NEW YORK, July 12, 2026 – The gap between Transocean Ltd. (NYSE:RIG) and Valaris Limited (NYSE:VAL) in their all-stock merger has narrowed to 2.1%, reflecting a slightly tighter spread as the deal progresses through regulatory reviews. At Friday’s close, Transocean ended at $5.20, implying a value of $79.22 per Valaris share using the fixed exchange ratio of 15.235-to-one. Valaris closed at $77.57, leaving a gross spread of $1.65.
The spread has come into focus because of the regulatory calendar. Valaris announced on June 29 that the Committee on Foreign Investment in the United States (CFIUS) cleared the deal, but the U.S. Department of Justice issued a “second request” for additional information as part of its antitrust review. The companies have agreed not to certify compliance before July 31. If no early termination is granted, the earliest closing date would be 60 days after both certifications, setting a target of September 29. Shareholders still need to vote.
Over the past week, the spread tightened from about 2.3% on July 2 to 2.1% by Friday. Since the deal is stock-for-stock, a 1% move in Transocean shifts the implied value for Valaris by the same percentage. Merger-arbitrage funds typically hedge by shorting the Transocean shares they expect to receive, which helps stabilize the spread but also reduces net returns.

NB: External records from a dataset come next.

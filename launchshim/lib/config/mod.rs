//! Configuration types and helpers.

mod defaults;
mod launch;

//--------------------------------------------------------------------------------------------------
// Exports
//--------------------------------------------------------------------------------------------------

pub use defaults::*;
pub use launch::*;
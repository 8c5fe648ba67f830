#![allow(dead_code)]

use std::{
    cell::Cell,
    fs::{self, OpenOptions},
    io::Write,
    path::{Path, PathBuf},
};

use launchshim::{mount::Mounter, LaunchError, LaunchResult};

//--------------------------------------------------------------------------------------------------
// Types
//--------------------------------------------------------------------------------------------------

/// A [`Mounter`] that imitates a tmpfs mount without privileges.
///
/// Mounting empties the directory, as a fresh tmpfs would hide its contents, and records the new
/// mountpoint in a mountinfo-format table so later queries see it.
#[derive(Debug)]
pub struct FakeTmpfs {
    table_path: PathBuf,
    fail: bool,
    calls: Cell<usize>,
}

//--------------------------------------------------------------------------------------------------
// Methods
//--------------------------------------------------------------------------------------------------

impl FakeTmpfs {
    pub fn new(table_path: impl Into<PathBuf>) -> Self {
        Self {
            table_path: table_path.into(),
            fail: false,
            calls: Cell::new(0),
        }
    }

    pub fn failing(table_path: impl Into<PathBuf>) -> Self {
        Self {
            fail: true,
            ..Self::new(table_path)
        }
    }

    pub fn calls(&self) -> usize {
        self.calls.get()
    }
}

//--------------------------------------------------------------------------------------------------
// Functions
//--------------------------------------------------------------------------------------------------

/// Writes a mountinfo-format table that lists `/` and the given mountpoints.
pub fn write_mount_table(path: &Path, mountpoints: &[&Path]) -> anyhow::Result<()> {
    let mut table = String::from("22 1 8:1 / / rw,relatime shared:1 - ext4 /dev/sda1 rw\n");
    for (idx, mountpoint) in mountpoints.iter().enumerate() {
        table.push_str(&mountinfo_line(40 + idx, mountpoint));
    }
    fs::write(path, table)?;
    Ok(())
}

fn mountinfo_line(id: usize, mountpoint: &Path) -> String {
    format!(
        "{id} 22 0:{id} / {} rw,relatime - tmpfs tmpfs rw\n",
        mountpoint.display()
    )
}

//--------------------------------------------------------------------------------------------------
// Trait Implementations
//--------------------------------------------------------------------------------------------------

impl Mounter for FakeTmpfs {
    fn mount_tmpfs(&self, dir: &Path) -> LaunchResult<()> {
        self.calls.set(self.calls.get() + 1);
        if self.fail {
            return Err(LaunchError::Mount {
                path: dir.to_path_buf(),
                source: nix::Error::EPERM,
            });
        }

        for entry in fs::read_dir(dir).map_err(LaunchError::custom)? {
            let path = entry.map_err(LaunchError::custom)?.path();
            if path.is_dir() && !path.is_symlink() {
                fs::remove_dir_all(&path).map_err(LaunchError::custom)?;
            } else {
                fs::remove_file(&path).map_err(LaunchError::custom)?;
            }
        }

        let mut table = OpenOptions::new()
            .create(true)
            .append(true)
            .open(&self.table_path)
            .map_err(LaunchError::custom)?;
        table
            .write_all(mountinfo_line(100 + self.calls(), dir).as_bytes())
            .map_err(LaunchError::custom)?;

        Ok(())
    }
}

The annualized spread, assuming a September 29 close and no transaction costs, is approximately 10.0%. However, this is not a guaranteed return. If Transocean were to drop 10% to $4.68, the implied deal value for Valaris would fall to about $71.30, an 8% discount to Friday’s close. Risks include a prolonged antitrust review, shareholder rejection, or a decline in oil prices that could widen the spread.

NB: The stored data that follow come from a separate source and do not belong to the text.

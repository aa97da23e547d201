//! Configuration module for the taskdeck client.
//!
//! This module handles parsing configuration from environment variables.
//!
//! # Environment Variables
//!
//! | Variable | Required | Default | Description |
//! |----------|----------|---------|-------------|
//! | `TASKDECK_SERVER_URL` | Yes | - | Backend base URL (e.g., `http://localhost:8080/api`) |
//! | `TASKDECK_SESSION_PATH` | No | `~/.taskdeck` | Directory holding the cached session |
//! | `TASKDECK_TIMEOUT_SECS` | No | 30 | HTTP request timeout in seconds |
//!
//! # Example
//!
//! ```no_run
//! use taskdeck_client::config::Config;
//!
//! let config = Config::from_env().expect("Failed to load configuration");
//! println!("Server URL: {}", config.server_url);
//! ```

use std::env;
use std::path::PathBuf;

use directories::BaseDirs;
use thiserror::Error;

/// Default session directory name relative to home.
const DEFAULT_SESSION_DIR: &str = ".taskdeck";

/// Default HTTP request timeout in seconds.
const DEFAULT_TIMEOUT_SECS: u64 = 30;

/// Errors that can occur during configuration parsing.
#[derive(Error, Debug)]
pub enum ConfigError {
    /// Required environment variable is missing.
    #[error("missing required environment variable: {0}")]
    MissingEnvVar(String),

    /// Environment variable has an invalid value.
    #[error("invalid value for {key}: {message}")]
    InvalidValue { key: String, message: String },

    /// Failed to determine home directory.
    #[error("failed to determine home directory")]
    NoHomeDirectory,
}

/// Configuration for the taskdeck client.
#[derive(Debug, Clone)]
pub struct Config {
    /// Backend base URL (e.g., `http://localhost:8080/api`).
    pub server_url: String,

    /// Directory holding the cached session file.
    pub session_path: PathBuf,

    /// HTTP request timeout in seconds.
    pub timeout_secs: u64,
}

impl Config {
    /// Creates a new `Config` by parsing environment variables.
    ///
    /// # Errors
    ///
    /// Returns a `ConfigError` if:
    /// - `TASKDECK_SERVER_URL` is not set
    /// - `TASKDECK_TIMEOUT_SECS` is set but cannot be parsed as a positive integer
    /// - The home directory cannot be determined (needed for the default session path)
    pub fn from_env() -> Result<Self, ConfigError> {
        let base_dirs = BaseDirs::new().ok_or(ConfigError::NoHomeDirectory)?;
        let home_dir = base_dirs.home_dir();

        // Required: TASKDECK_SERVER_URL
        let server_url = env::var("TASKDECK_SERVER_URL")
            .map_err(|_| ConfigError::MissingEnvVar("TASKDECK_SERVER_URL".to_string()))?;

        // Optional: TASKDECK_SESSION_PATH (default: ~/.taskdeck)
        let session_path = env::var("TASKDECK_SESSION_PATH")
            .map(PathBuf::from)
            .unwrap_or_else(|_| home_dir.join(DEFAULT_SESSION_DIR));

        // Optional: TASKDECK_TIMEOUT_SECS (default: 30, must be > 0)
        let timeout_secs = match env::var("TASKDECK_TIMEOUT_SECS") {
            Ok(val) => {
                let secs = val.parse::<u64>().map_err(|_| ConfigError::InvalidValue {
                    key: "TASKDECK_TIMEOUT_SECS".to_string(),
                    message: format!("expected positive integer, got '{val}'"),
                })?;
                if secs == 0 {
                    return Err(ConfigError::InvalidValue {
                        key: "TASKDECK_TIMEOUT_SECS".to_string(),
                        message: "timeout must be at least 1 second".to_string(),
                    });
                }
                secs
            }
            Err(_) => DEFAULT_TIMEOUT_SECS,
        };

        Ok(Self {
            server_url,
            session_path,
            timeout_secs,
        })
    }
}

Transocean’s stock rose 2.8% since July 2, roughly in line with Valaris’s 2.9% gain, but lagged Noble Corp. (NYSE:NE), which climbed 5.2%, and Brent crude, which rose 5.5% to $76.01 a barrel. This suggests that merger timing, not just crude prices, is driving Transocean’s near-term performance.
On the operational side, Transocean announced on June 30 a conditional deal with Equinor ASA (NYSE:EQNR) valued at over $1 billion for seven rig-years, with an effective starting dayrate above $400,000. CEO Keelan Adamson highlighted the win as evidence of strength in Norway’s high-spec harsh-environment market and strong ties to Equinor.
Valaris is looking to the merger to strengthen its balance sheet. “We know that our debt level negatively impacts our equity value. This transaction addresses that,” Adamson said when announcing the deal. The combined company expects a fleet of 73 rigs, more than $200 million in additional cost savings, and a leverage ratio near 1.5 times within two years of closing.
Wall Street took a cautious stance last week. Susquehanna analyst Charles Minervino lowered his Transocean price target to $7 from $8 on Wednesday but maintained a Positive rating. The new target implies about 35% upside from Friday’s close.
Looking ahead, U.S. markets reopen Monday with Transocean not scheduled to report results until August 5, when it will also release a fleet-status report. Key economic data includes June consumer price inflation on Tuesday and producer prices on Wednesday. However, the stock is likely to be more sensitive to crude oil headlines, changes in the RIG-VAL spread, and any new merger filings this week.